9. The specific case of the petitioner, on which there is no dispute on facts, is that they supply food to their workers at a subsidized rate. Naturally, no management will be magnanimous enough to ask the workers to take the food sitting inside the air-conditioned dining hall. If the workers are provided food outside such a restaurant, which is meant exclusively for feeding them, the same cannot be treated as not forming part of the establishment. To say that the establishment feeds its own workers, but to conclude that the place where it is provided is not part of the establishment, tantamounts to creating a dichotomy, which does not exist.
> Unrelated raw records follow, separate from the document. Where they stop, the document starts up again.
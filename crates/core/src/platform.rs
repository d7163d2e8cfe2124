//! The seams between the agent and the services it runs on.
//!
//! The room transport, the realtime model, the voice session and the avatar
//! provider all live outside this crate. The entry point in
//! [`crate::session`] only sees them through these traits, so the same setup
//! routine drives LiveKit and Gemini in production and recording fakes in
//! tests.

use crate::avatar::{AvatarError, AvatarOverlay};
use crate::config::{AvatarCredentials, AvatarProvider, ModelSettings};
use crate::events::RoomObserver;
use crate::session::SessionError;
use crate::vad::VadOptions;
use async_trait::async_trait;
use secrecy::SecretString;
use std::sync::{Arc, Mutex, PoisonError};

/// Output modalities a realtime model can produce.
#[derive(Clone, Copy, Debug, PartialEq, Eq)]
pub enum Modality {
    Text,
    Audio,
}

/// Everything needed to open a realtime model connection.
#[derive(Clone, Debug)]
pub struct RealtimeModelOptions {
    pub api_key: SecretString,
    pub model: String,
    pub voice: String,
    pub instructions: String,
    pub temperature: f32,
    pub modalities: Vec<Modality>,
    /// `Some(0)` turns model "thinking" off for the lowest latency.
    pub thinking_budget: Option<u32>,
}

impl RealtimeModelOptions {
    /// Audio-only options with thinking disabled.
    pub fn from_settings(settings: &ModelSettings) -> Self {
        Self {
            api_key: settings.api_key.clone(),
            model: settings.model.clone(),
            voice: settings.voice.clone(),
            instructions: settings.instructions.clone(),
            temperature: settings.temperature,
            modalities: vec![Modality::Audio],
            thinking_budget: Some(0),
        }
    }
}

/// Where a session plays the model's speech.
#[derive(Clone, Debug, Default, PartialEq, Eq)]
pub enum AudioRoute {
    /// Publish the agent's own audio track in the room.
    #[default]
    RoomTrack,
    /// Stream audio to another participant, which publishes it on the
    /// agent's behalf.
    Participant { identity: String },
}

/// Shared handle to a session's audio output.
///
/// An avatar overlay redirects it to the avatar participant before the
/// session starts; the session reads the route once, when it starts.
#[derive(Clone, Debug, Default)]
pub struct AudioOutput {
    route: Arc<Mutex<AudioRoute>>,
}

impl AudioOutput {
    pub fn route(&self) -> AudioRoute {
        self.route
            .lock()
            .unwrap_or_else(PoisonError::into_inner)
            .clone()
    }

    pub fn route_to_participant(&self, identity: impl Into<String>) {
        *self.route.lock().unwrap_or_else(PoisonError::into_inner) = AudioRoute::Participant {
            identity: identity.into(),
        };
    }
}

/// A room the agent is connected to.
pub trait Room: Send + Sync + 'static {
    fn name(&self) -> &str;

    /// Identity the agent holds in this room.
    fn local_identity(&self) -> &str;

    /// Registers an observer for participant and track events.
    fn add_observer(&self, observer: Arc<dyn RoomObserver>);
}

/// One inbound job: a room the agent has been asked to serve.
#[async_trait]
pub trait JobContext: Send {
    type Room: Room;

    fn room_name(&self) -> &str;

    /// Connects to the room, suspending until the server confirms or refuses.
    async fn connect(self) -> Result<Arc<Self::Room>, SessionError>;
}

/// A voice session binding a detector and a realtime model to a room.
#[async_trait]
pub trait AgentSession<R: Room>: Send + Sync {
    /// Output that an avatar overlay binds to.
    fn audio_output(&self) -> AudioOutput;

    async fn start(&self, room: &R) -> Result<(), SessionError>;
}

/// Factories for the per-session collaborators.
pub trait VoicePlatform: Send + Sync {
    type Room: Room;
    type Model: Send;
    type Vad: Send;
    type Session: AgentSession<Self::Room>;
    type Avatar: AvatarOverlay;

    fn realtime_model(&self, options: RealtimeModelOptions) -> Result<Self::Model, SessionError>;

    fn vad(&self, options: VadOptions) -> Result<Self::Vad, SessionError>;

    fn session(&self, vad: Self::Vad, model: Self::Model) -> Result<Self::Session, SessionError>;

    fn avatar(
        &self,
        provider: AvatarProvider,
        credentials: &AvatarCredentials,
    ) -> Result<Self::Avatar, AvatarError>;
}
10. As a matter of fact, any supply of subsidized food to the workers by the management of a Company, has to be seen as part of the pay package that the workers have negotiated with the employer. Under the Factories Act, 1948 and even under the Industrial Disputes Act, 1947, the expression wages would include within its purview, anything that is supplied at a subsidized rate. Section 2(rr) of the Industrial Disputes Act, 1947 defines wages to mean, all remuneration capable of being expressed in terms of money, which would, if the terms of employment, express or implied, were fulfilled, be payable to a workman in respect of his employment. Interestingly, the definition of the expression wages under Section 2(rr) of the Industrial Disputes Act, 1947 is both an inclusive as well as exhaustive definition. Some of the items specifically included under Clauses (i) to (iv) under Section 2(rr) includes (1) all allowances including dearness allowance, (2) the value of any house accommodation or supply of light, water, medical attendance or other amenity including the concessional supply of foodgrains or other articles, (3) traveling concession, and (4) any commission payable on the promotion of sales or business.

11. Therefore, the food supplied by an employer to its employees at a subsidized rate forms part of the wages under Section 2(rr) of the Industrial Disputes Act, 1947.

12. Once the activity undertaken by the petitioner in the form of supply of food to its workers at a subsidized rate is understood to be part of their industrial obligation, it is unthinkable that the same can be construed as service falling within the definition of the expression service under Section 65B(44) of the Finance Act. The 2nd respondent has completely overlooked this aspect and assumed a jurisdiction not vested in him in law. As a matter of fact, the petitioner has paid the value added tax on the value of the food supplied to its workers. In respect of some assessment years, they have even been imposed with a penalty under the Andhra Pradesh Value Added Tax Act, 2005. Therefore, once the State Authorities have treated the supply of food to the workers of the petitioner as sale, it is not open to the respondents to treat the same as service and impose a liability.

13. Hence, the Writ Petition is allowed and the impugned order is set aside.

Consequently, miscellaneous petitions if any pending in the writ petition shall stand dismissed. No order as to costs.